Begin at the top of the records and copy each line exactly. The line containing "pub const TOTAL_CHUNKS: &str" is the last one to include.
### Recorded information ###
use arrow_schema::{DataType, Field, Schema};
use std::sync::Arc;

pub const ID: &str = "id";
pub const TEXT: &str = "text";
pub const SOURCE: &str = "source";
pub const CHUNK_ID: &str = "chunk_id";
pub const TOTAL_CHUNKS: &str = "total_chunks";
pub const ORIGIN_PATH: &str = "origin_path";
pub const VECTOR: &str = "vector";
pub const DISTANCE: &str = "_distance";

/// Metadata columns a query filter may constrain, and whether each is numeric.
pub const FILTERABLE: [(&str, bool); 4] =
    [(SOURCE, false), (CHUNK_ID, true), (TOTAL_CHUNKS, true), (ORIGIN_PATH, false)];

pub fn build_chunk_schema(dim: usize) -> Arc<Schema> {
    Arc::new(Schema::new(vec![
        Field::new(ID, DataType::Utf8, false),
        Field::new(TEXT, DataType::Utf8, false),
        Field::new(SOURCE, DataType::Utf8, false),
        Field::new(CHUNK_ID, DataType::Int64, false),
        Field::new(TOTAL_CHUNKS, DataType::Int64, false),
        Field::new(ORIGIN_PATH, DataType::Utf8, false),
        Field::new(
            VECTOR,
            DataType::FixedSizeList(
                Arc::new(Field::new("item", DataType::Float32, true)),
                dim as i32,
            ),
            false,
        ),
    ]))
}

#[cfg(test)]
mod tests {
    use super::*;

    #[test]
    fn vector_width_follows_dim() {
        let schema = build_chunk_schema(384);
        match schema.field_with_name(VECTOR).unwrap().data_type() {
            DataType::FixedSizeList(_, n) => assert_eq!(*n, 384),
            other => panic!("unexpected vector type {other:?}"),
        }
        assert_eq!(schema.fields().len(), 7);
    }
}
###
## Exercise response
use arrow_schema::{DataType, Field, Schema};
use std::sync::Arc;

pub const ID: &str = "id";
pub const TEXT: &str = "text";
pub const SOURCE: &str = "source";
pub const CHUNK_ID: &str = "chunk_id";
pub const TOTAL_CHUNKS: &str = "total_chunks";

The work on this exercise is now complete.